La amenaza de la guerra es difícil de superar cuando se trata de reparar o mejorar una reputación dañada. El presidente Joe Biden y Boris Johnson, ambos ridiculizados por su ineficacia en política interior hace sólo unas semanas, renacen ahora como estadistas capaces de guiar a sus países por el campo de minas de la política de Europa del Este.
Los servicios de inteligencia estadounidenses y británicos rara vez acertaron durante los conflictos de Irak, Libia y Siria, pero ahora se les cita como garantes fiables de la credibilidad de las historias sobre una inminente invasión rusa de Ucrania.
Esta narrativa se vende al público como el fruto de la “inteligencia abierta”, supuestamente más democrática que el enfoque más secreto del pasado. El Secretario de Estado de Estados Unidos, Antony Blinken, dijo esta semana en la ONU, aparentemente basándose en información proporcionada por la inteligencia estadounidense, que Rusia podría montar una provocación para proporcionar un casus belli fabricando “un supuesto bombardeo terrorista dentro de Rusia, el descubrimiento inventado de una fosa común, un ataque escenificado con drones contra civiles, o un falso -incluso un ataque real- con armas químicas”.
Al escuchar esta sombría lista, mi mente se remontó a un anterior Secretario de Estado de EE.UU., Colin Powell, que se dirigió a la ONU el 5 de febrero de 2003, diciendo que EE.UU. poseía pruebas irrefutables de que Saddam Hussein escondía y fabricaba armas de destrucción masiva (ADM).
Los servicios de inteligencia estadounidenses lo sabían a través de “conversaciones telefónicas interceptadas y fotos tomadas por satélites. Otras fuentes son personas que han arriesgado sus vidas para hacer saber al mundo lo que Saddam Hussein está haciendo realmente”.

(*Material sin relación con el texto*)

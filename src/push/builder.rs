//! Builder for configuring the outbound queue.

use super::{
    DEFAULT_QUEUE_CAPACITY,
    FrameLike,
    MAX_QUEUE_CAPACITY,
    PushConfigError,
    PushHandle,
    PushPolicy,
    PushQueue,
};

/// Builder for [`PushQueue`].
///
/// Defaults to [`DEFAULT_QUEUE_CAPACITY`] frames and
/// [`PushPolicy::BlockIfFull`].
///
/// ```
/// use ddpframe::push::{PushPolicy, PushQueue};
///
/// let (_queue, handle) = PushQueue::<u8>::builder()
///     .capacity(8)
///     .policy(PushPolicy::WarnAndDropIfFull)
///     .build()
///     .expect("capacity within bounds");
/// assert_eq!(handle.policy(), PushPolicy::WarnAndDropIfFull);
/// ```
#[derive(Debug)]
pub struct PushQueueBuilder<F> {
    capacity: usize,
    policy: PushPolicy,
    _frame: std::marker::PhantomData<fn() -> F>,
}

impl<F: FrameLike> Default for PushQueueBuilder<F> {
    fn default() -> Self {
        Self {
            capacity: DEFAULT_QUEUE_CAPACITY,
            policy: PushPolicy::default(),
            _frame: std::marker::PhantomData,
        }
    }
}

impl<F: FrameLike> PushQueueBuilder<F> {
    /// Set the queue capacity in frames.
    #[must_use]
    pub fn capacity(mut self, capacity: usize) -> Self {
        self.capacity = capacity;
        self
    }

    /// Set the policy applied by [`PushHandle::push`] when the queue is full.
    #[must_use]
    pub fn policy(mut self, policy: PushPolicy) -> Self {
        self.policy = policy;
        self
    }

    /// Build the queue and its paired handle.
    ///
    /// # Errors
    ///
    /// Returns [`PushConfigError::InvalidCapacity`] if the capacity is zero or
    /// exceeds [`MAX_QUEUE_CAPACITY`].
    pub fn build(self) -> Result<(PushQueue<F>, PushHandle<F>), PushConfigError> {
        if self.capacity == 0 || self.capacity > MAX_QUEUE_CAPACITY {
            return Err(PushConfigError::InvalidCapacity(self.capacity));
        }
        let (tx, rx) = tokio::sync::mpsc::channel(self.capacity);
        Ok((PushQueue { rx }, PushHandle::new(tx, self.policy)))
    }
}
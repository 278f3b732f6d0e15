//! Websocket transport backed by `tokio-tungstenite`.
//!
//! Every websocket data frame carries one protocol message. Text frames are
//! passed through; binary frames are accepted if they hold UTF-8 text.
//! Websocket-level ping and pong control frames are answered by tungstenite
//! itself and never reach the connection actor.

use async_trait::async_trait;
use futures::{
    SinkExt,
    StreamExt,
    stream::{SplitSink, SplitStream},
};
use tokio::io::{AsyncRead, AsyncWrite};
use tokio_tungstenite::{
    WebSocketStream,
    tungstenite::{
        Error as WsError,
        Message as WsMessage,
        error::CapacityError,
        protocol::WebSocketConfig,
    },
};

use super::{Transport, TransportError, TransportReader, TransportWriter};

/// A websocket connection that has completed the HTTP upgrade.
pub struct WsTransport<S> {
    stream: WebSocketStream<S>,
}

impl<S> WsTransport<S>
where
    S: AsyncRead + AsyncWrite + Unpin + Send + 'static,
{
    /// Wrap an already upgraded websocket stream.
    #[must_use]
    pub fn new(stream: WebSocketStream<S>) -> Self { Self { stream } }

    /// Perform the server side of the websocket upgrade on a raw stream.
    ///
    /// Frames and messages longer than `max_message_size` bytes are refused
    /// as soon as their header is read.
    ///
    /// # Errors
    ///
    /// Returns [`TransportError::WebSocket`] if the upgrade handshake fails.
    pub async fn accept(stream: S, max_message_size: usize) -> Result<Self, TransportError> {
        let config = WebSocketConfig::default()
            .max_message_size(Some(max_message_size))
            .max_frame_size(Some(max_message_size));
        let stream = tokio_tungstenite::accept_async_with_config(stream, Some(config)).await?;
        Ok(Self::new(stream))
    }
}

impl<S> Transport for WsTransport<S>
where
    S: AsyncRead + AsyncWrite + Unpin + Send + 'static,
{
    type Reader = WsReader<S>;
    type Writer = WsWriter<S>;

    fn split(self) -> (Self::Reader, Self::Writer) {
        let (sink, stream) = self.stream.split();
        (WsReader(stream), WsWriter(sink))
    }
}

/// Reading half of a [`WsTransport`].
pub struct WsReader<S>(SplitStream<WebSocketStream<S>>);

/// Writing half of a [`WsTransport`].
pub struct WsWriter<S>(SplitSink<WebSocketStream<S>, WsMessage>);

fn is_closed(error: &WsError) -> bool {
    matches!(error, WsError::ConnectionClosed | WsError::AlreadyClosed)
}

fn read_error(error: WsError) -> TransportError {
    match error {
        WsError::Capacity(CapacityError::MessageTooLong { size, max_size }) => {
            TransportError::MessageTooLarge {
                size,
                max: max_size,
            }
        }
        other => other.into(),
    }
}

#[async_trait]
impl<S> TransportReader for WsReader<S>
where
    S: AsyncRead + AsyncWrite + Unpin + Send + 'static,
{
    async fn recv(&mut self) -> Option<Result<String, TransportError>> {
        loop {
            let frame = match self.0.next().await? {
                Ok(frame) => frame,
                Err(e) if is_closed(&e) => return None,
                Err(e) => return Some(Err(read_error(e))),
            };
            match frame {
                WsMessage::Text(text) => return Some(Ok(text.as_str().to_owned())),
                WsMessage::Binary(bytes) => {
                    return Some(
                        String::from_utf8(bytes.to_vec()).map_err(|_| TransportError::InvalidUtf8),
                    );
                }
                WsMessage::Close(_) => return None,
                WsMessage::Ping(_) | WsMessage::Pong(_) | WsMessage::Frame(_) => {}
            }
        }
    }
}

#[async_trait]
impl<S> TransportWriter for WsWriter<S>
where
    S: AsyncRead + AsyncWrite + Unpin + Send + 'static,
{
    async fn send(&mut self, frame: String) -> Result<(), TransportError> {
        self.0.send(WsMessage::Text(frame.into())).await?;
        Ok(())
    }

    async fn close(&mut self) -> Result<(), TransportError> {
        match self.0.close().await {
            Ok(()) => Ok(()),
            Err(e) if is_closed(&e) => Ok(()),
            Err(e) => Err(e.into()),
        }
    }
}
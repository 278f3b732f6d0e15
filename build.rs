//! Build script generating manual pages from the CLI definition.

use std::{fs, path::PathBuf};

use clap::CommandFactory;
use clap_mangen::Man;

#[path = "src/cli.rs"]
mod cli;

fn main() -> Result<(), Box<dyn std::error::Error>> {
    println!("cargo:rerun-if-changed=src/cli.rs");

    let out_dir = PathBuf::from("target/generated-man");
    fs::create_dir_all(&out_dir)?;

    let cmd = cli::Cli::command();
    let man = Man::new(cmd);
    let mut buf: Vec<u8> = Vec::new();
    man.render(&mut buf)?;
    fs::write(out_dir.join("ddpframe.1"), buf)?;

    Ok(())
}
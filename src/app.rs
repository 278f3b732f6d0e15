//! Application builder registering methods, publications and listeners.
//!
//! [`DdpApp`] collects handlers before the server starts. Once handed to a
//! server it is frozen into an immutable [`AppState`] shared by every
//! connection.

use std::{collections::HashMap, fmt, future::Future, pin::Pin, sync::Arc};

use serde_json::Value;

use crate::{
    codec::{JsonCodec, WireCodec},
    config::SessionConfig,
    context::{MethodContext, SubscriptionContext},
    error::DdpError,
    events::{EventNotifier, LifecycleEvent, LifecycleEventKind},
    ids::{IdGenerator, RandomIdGenerator},
};

/// Boxed future returned by handlers.
pub type HandlerFuture<T> = Pin<Box<dyn Future<Output = Result<T, DdpError>> + Send>>;

/// Method handler: receives the call and resolves to its result.
pub type MethodHandler = Arc<dyn Fn(MethodContext) -> HandlerFuture<Value> + Send + Sync>;

/// Publication handler: receives the subscription and pushes documents
/// through it. Returning `Err` stops the subscription with `nosub`.
pub type PublicationHandler = Arc<dyn Fn(SubscriptionContext) -> HandlerFuture<()> + Send + Sync>;

/// Server id announced in the greeting frame by default.
pub const DEFAULT_SERVER_ID: &str = "0";

/// Configures handlers and per-connection settings.
///
/// ```
/// use ddpframe::{app::DdpApp, error::DdpError};
/// use serde_json::json;
///
/// let app = DdpApp::new()
///     .method("echo", |ctx| async move {
///         Ok(ctx.param(0).cloned().unwrap_or(json!(null)))
///     })
///     .publish("nothing", |ctx| async move {
///         ctx.ready().map_err(|e| DdpError::new("stopped", e.to_string(), ""))
///     });
/// assert!(app.has_method("echo"));
/// ```
pub struct DdpApp {
    methods: HashMap<String, MethodHandler>,
    publications: HashMap<String, PublicationHandler>,
    notifier: EventNotifier,
    server_id: String,
    session: SessionConfig,
    ids: Arc<dyn IdGenerator>,
    codec: Arc<dyn WireCodec>,
}

impl Default for DdpApp {
    fn default() -> Self {
        Self {
            methods: HashMap::new(),
            publications: HashMap::new(),
            notifier: EventNotifier::new(),
            server_id: DEFAULT_SERVER_ID.to_owned(),
            session: SessionConfig::default(),
            ids: Arc::new(RandomIdGenerator),
            codec: Arc::new(JsonCodec),
        }
    }
}

impl fmt::Debug for DdpApp {
    fn fmt(&self, f: &mut fmt::Formatter<'_>) -> fmt::Result {
        f.debug_struct("DdpApp")
            .field("methods", &self.methods.keys().collect::<Vec<_>>())
            .field("publications", &self.publications.keys().collect::<Vec<_>>())
            .field("notifier", &self.notifier)
            .field("server_id", &self.server_id)
            .field("session", &self.session)
            .finish_non_exhaustive()
    }
}

impl DdpApp {
    #[must_use]
    pub fn new() -> Self { Self::default() }

    /// Register a method. A second registration under the same name
    /// replaces the first.
    #[must_use]
    pub fn method<F, Fut>(mut self, name: impl Into<String>, handler: F) -> Self
    where
        F: Fn(MethodContext) -> Fut + Send + Sync + 'static,
        Fut: Future<Output = Result<Value, DdpError>> + Send + 'static,
    {
        let name = name.into();
        let handler: MethodHandler = Arc::new(move |ctx| Box::pin(handler(ctx)));
        if self.methods.insert(name.clone(), handler).is_some() {
            tracing::debug!(method = %name, "method handler replaced");
        }
        self
    }

    /// Register a publication. A second registration under the same name
    /// replaces the first.
    ///
    /// The handler runs on the connection's inbound task. Long-running
    /// publications should clone the context into a spawned task and
    /// return.
    #[must_use]
    pub fn publish<F, Fut>(mut self, name: impl Into<String>, handler: F) -> Self
    where
        F: Fn(SubscriptionContext) -> Fut + Send + Sync + 'static,
        Fut: Future<Output = Result<(), DdpError>> + Send + 'static,
    {
        let name = name.into();
        let handler: PublicationHandler = Arc::new(move |ctx| Box::pin(handler(ctx)));
        if self.publications.insert(name.clone(), handler).is_some() {
            tracing::debug!(publication = %name, "publication handler replaced");
        }
        self
    }

    /// Call `listener` whenever a connection joins the registry.
    #[must_use]
    pub fn on_connected<F>(mut self, listener: F) -> Self
    where
        F: Fn(&LifecycleEvent) + Send + Sync + 'static,
    {
        self.notifier.on(LifecycleEventKind::Connected, listener);
        self
    }

    /// Call `listener` whenever a connection leaves the registry.
    #[must_use]
    pub fn on_disconnected<F>(mut self, listener: F) -> Self
    where
        F: Fn(&LifecycleEvent) + Send + Sync + 'static,
    {
        self.notifier.on(LifecycleEventKind::Disconnected, listener);
        self
    }

    /// Id sent in the greeting frame.
    #[must_use]
    pub fn server_id(mut self, server_id: impl Into<String>) -> Self {
        self.server_id = server_id.into();
        self
    }

    /// Per-connection timing and queue settings. Values are normalized.
    #[must_use]
    pub fn session_config(mut self, config: SessionConfig) -> Self {
        self.session = config.normalized();
        self
    }

    /// Source of session ids handed out on `connect`.
    #[must_use]
    pub fn id_generator(mut self, ids: impl IdGenerator) -> Self {
        self.ids = Arc::new(ids);
        self
    }

    /// Encoding used on the wire.
    #[must_use]
    pub fn codec(mut self, codec: impl WireCodec) -> Self {
        self.codec = Arc::new(codec);
        self
    }

    #[must_use]
    pub fn has_method(&self, name: &str) -> bool { self.methods.contains_key(name) }

    #[must_use]
    pub fn has_publication(&self, name: &str) -> bool { self.publications.contains_key(name) }

    /// Freeze the handler tables, returning them with the lifecycle
    /// listeners destined for the session registry.
    #[must_use]
    pub fn into_parts(self) -> (Arc<AppState>, EventNotifier) {
        let state = AppState {
            methods: self.methods,
            publications: self.publications,
            server_id: self.server_id,
            session: self.session,
            ids: self.ids,
            codec: self.codec,
        };
        (Arc::new(state), self.notifier)
    }
}

/// Immutable application state shared by all connections.
pub struct AppState {
    methods: HashMap<String, MethodHandler>,
    publications: HashMap<String, PublicationHandler>,
    server_id: String,
    session: SessionConfig,
    ids: Arc<dyn IdGenerator>,
    codec: Arc<dyn WireCodec>,
}

impl fmt::Debug for AppState {
    fn fmt(&self, f: &mut fmt::Formatter<'_>) -> fmt::Result {
        f.debug_struct("AppState")
            .field("methods", &self.methods.len())
            .field("publications", &self.publications.len())
            .field("server_id", &self.server_id)
            .finish_non_exhaustive()
    }
}

impl AppState {
    #[must_use]
    pub fn method(&self, name: &str) -> Option<&MethodHandler> { self.methods.get(name) }

    #[must_use]
    pub fn publication(&self, name: &str) -> Option<&PublicationHandler> {
        self.publications.get(name)
    }

    #[must_use]
    pub fn server_id(&self) -> &str { &self.server_id }

    #[must_use]
    pub fn session_config(&self) -> &SessionConfig { &self.session }

    #[must_use]
    pub fn codec(&self) -> &dyn WireCodec { self.codec.as_ref() }

    /// Generate a fresh session id.
    #[must_use]
    pub fn new_session_id(&self) -> String { self.ids.new_id() }
}

#[cfg(test)]
mod tests {
    use std::time::Duration;

    use serde_json::json;

    use super::*;
    use crate::session::ConnectionId;

    #[tokio::test]
    async fn later_registration_wins() {
        let app = DdpApp::new()
            .method("answer", |_| async { Ok(json!(1)) })
            .method("answer", |_| async { Ok(json!(2)) });
        let (state, _) = app.into_parts();

        let handler = state.method("answer").expect("registered");
        let ctx = MethodContext::new(
            "1".into(),
            "answer".into(),
            Vec::new(),
            ConnectionId::new(1),
            "s".into(),
        );
        assert_eq!(handler(ctx).await, Ok(json!(2)));
    }

    #[test]
    fn session_config_is_normalized() {
        let (state, _) = DdpApp::new()
            .session_config(SessionConfig {
                ping_period: Duration::from_secs(120),
                ..SessionConfig::default()
            })
            .into_parts();
        assert!(state.session_config().ping_period < state.session_config().pong_wait);
    }

    #[test]
    fn defaults() {
        let (state, notifier) = DdpApp::new()
            .id_generator(|| "fixed".to_owned())
            .on_connected(|_| {})
            .into_parts();
        assert_eq!(state.server_id(), DEFAULT_SERVER_ID);
        assert_eq!(state.new_session_id(), "fixed");
        assert!(state.publication("missing").is_none());
        assert_eq!(notifier.listener_count(LifecycleEventKind::Connected), 1);
    }
}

El mundo se emocionó cuando Powell reprodujo grabaciones de conversaciones ambiguas entre oficiales iraquíes y proporcionó fotografías tomadas por satélite que supuestamente mostraban que Irak ocultaba su equipo relacionado con las armas de destrucción masiva.
Lo que quiero decir no es tanto que las pruebas de los complots rusos para proporcionar un casus belli sean poco sólidas, sino que la información de los servicios de inteligencia es a menudo dudosa, y siempre partidista. El sesgo está incorporado porque las agencias de inteligencia son, ante todo, un componente de la maquinaria gubernamental y lo olvidan por su cuenta y riesgo institucional.
Los expertos dicen de vez en cuando, en tono escandaloso, que la inteligencia se ha “politizado”, pero esto es automáticamente correcto en todas las ocasiones. Sin embargo, las fuentes de inteligencia se citan a menudo como si tuvieran que atenerse a normas académicas de objetividad y no persiguieran algún objetivo personal, institucional o nacional.
Hace falta un alto grado de ingenuidad para no darse cuenta de que esto debe ser así y de que las guerras de información siempre forman parte de las guerras frías y de las guerras de disparos.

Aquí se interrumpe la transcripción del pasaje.